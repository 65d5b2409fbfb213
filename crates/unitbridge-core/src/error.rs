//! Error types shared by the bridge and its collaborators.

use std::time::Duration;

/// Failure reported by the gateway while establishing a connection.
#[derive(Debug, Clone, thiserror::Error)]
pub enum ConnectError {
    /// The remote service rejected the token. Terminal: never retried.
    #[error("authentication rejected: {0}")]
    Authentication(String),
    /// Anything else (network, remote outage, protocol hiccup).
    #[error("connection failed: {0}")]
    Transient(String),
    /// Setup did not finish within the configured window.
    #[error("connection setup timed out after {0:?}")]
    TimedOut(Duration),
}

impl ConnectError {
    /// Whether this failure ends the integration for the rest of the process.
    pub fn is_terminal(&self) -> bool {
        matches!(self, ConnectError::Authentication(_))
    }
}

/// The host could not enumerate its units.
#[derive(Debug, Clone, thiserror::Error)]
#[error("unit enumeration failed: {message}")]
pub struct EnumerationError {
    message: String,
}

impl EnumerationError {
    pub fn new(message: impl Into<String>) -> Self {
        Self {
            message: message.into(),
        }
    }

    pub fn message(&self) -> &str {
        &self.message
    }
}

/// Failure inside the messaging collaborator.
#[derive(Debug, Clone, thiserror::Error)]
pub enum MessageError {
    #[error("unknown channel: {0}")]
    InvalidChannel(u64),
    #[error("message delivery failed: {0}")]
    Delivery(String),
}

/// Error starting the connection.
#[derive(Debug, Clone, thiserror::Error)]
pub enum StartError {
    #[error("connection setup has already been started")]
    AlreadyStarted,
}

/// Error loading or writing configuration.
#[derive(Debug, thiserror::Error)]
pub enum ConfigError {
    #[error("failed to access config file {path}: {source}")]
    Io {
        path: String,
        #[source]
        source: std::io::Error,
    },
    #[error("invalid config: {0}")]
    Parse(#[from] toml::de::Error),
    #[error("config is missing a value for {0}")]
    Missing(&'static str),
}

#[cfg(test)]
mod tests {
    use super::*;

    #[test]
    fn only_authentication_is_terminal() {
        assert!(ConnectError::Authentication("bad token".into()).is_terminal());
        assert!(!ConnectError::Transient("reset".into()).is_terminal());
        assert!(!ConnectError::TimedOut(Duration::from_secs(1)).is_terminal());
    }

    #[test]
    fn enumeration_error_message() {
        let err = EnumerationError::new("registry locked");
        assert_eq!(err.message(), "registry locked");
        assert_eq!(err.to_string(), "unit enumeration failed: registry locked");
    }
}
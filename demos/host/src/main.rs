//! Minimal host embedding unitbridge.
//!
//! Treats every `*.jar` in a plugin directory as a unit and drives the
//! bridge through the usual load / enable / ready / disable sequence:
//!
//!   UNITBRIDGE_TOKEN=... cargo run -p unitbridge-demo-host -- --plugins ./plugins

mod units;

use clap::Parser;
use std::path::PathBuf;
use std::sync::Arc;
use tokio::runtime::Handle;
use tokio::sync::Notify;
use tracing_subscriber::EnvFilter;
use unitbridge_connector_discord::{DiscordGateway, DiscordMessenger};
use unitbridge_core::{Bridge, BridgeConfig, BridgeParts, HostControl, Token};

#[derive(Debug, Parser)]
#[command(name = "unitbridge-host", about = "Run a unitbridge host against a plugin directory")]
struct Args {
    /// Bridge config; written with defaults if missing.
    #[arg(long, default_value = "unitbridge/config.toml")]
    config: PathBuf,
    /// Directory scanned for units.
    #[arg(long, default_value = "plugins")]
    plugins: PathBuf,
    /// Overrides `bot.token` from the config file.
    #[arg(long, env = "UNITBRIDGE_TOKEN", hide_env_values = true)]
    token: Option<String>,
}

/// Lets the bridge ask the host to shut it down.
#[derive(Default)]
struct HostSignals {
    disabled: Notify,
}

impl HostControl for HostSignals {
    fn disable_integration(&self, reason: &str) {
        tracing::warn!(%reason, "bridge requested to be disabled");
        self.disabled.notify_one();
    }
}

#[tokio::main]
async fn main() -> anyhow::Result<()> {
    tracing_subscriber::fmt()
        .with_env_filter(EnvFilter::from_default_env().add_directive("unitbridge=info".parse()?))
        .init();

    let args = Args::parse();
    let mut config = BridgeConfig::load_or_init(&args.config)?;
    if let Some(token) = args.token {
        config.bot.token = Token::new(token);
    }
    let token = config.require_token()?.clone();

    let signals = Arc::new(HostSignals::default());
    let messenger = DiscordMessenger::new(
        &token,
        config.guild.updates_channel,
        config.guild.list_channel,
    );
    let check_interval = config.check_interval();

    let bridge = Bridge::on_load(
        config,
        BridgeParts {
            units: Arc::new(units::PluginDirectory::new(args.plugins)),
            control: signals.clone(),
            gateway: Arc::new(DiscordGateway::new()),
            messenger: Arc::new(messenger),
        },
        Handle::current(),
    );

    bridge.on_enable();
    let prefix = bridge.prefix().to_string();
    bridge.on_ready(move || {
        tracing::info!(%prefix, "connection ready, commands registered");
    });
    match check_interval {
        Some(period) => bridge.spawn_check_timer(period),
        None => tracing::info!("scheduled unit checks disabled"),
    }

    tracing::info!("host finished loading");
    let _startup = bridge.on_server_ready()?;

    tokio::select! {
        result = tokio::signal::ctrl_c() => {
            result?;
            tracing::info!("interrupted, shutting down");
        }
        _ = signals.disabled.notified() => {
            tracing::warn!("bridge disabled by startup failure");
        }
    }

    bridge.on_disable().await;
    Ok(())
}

◆ ◆ ◆ ◆

◆ **Work item**:
Please copy exactly the lines from the first line of the records above through the line containing "pub enum ConnectError", including both, and nothing more.

◆ **Exercise response**:
repository 65d5b2409fbfb213
filename crates/unitbridge-core/src/error.rs
//! Error types shared by the bridge and its collaborators.

use std::time::Duration;

/// Failure reported by the gateway while establishing a connection.
#[derive(Debug, Clone, thiserror::Error)]
pub enum ConnectError {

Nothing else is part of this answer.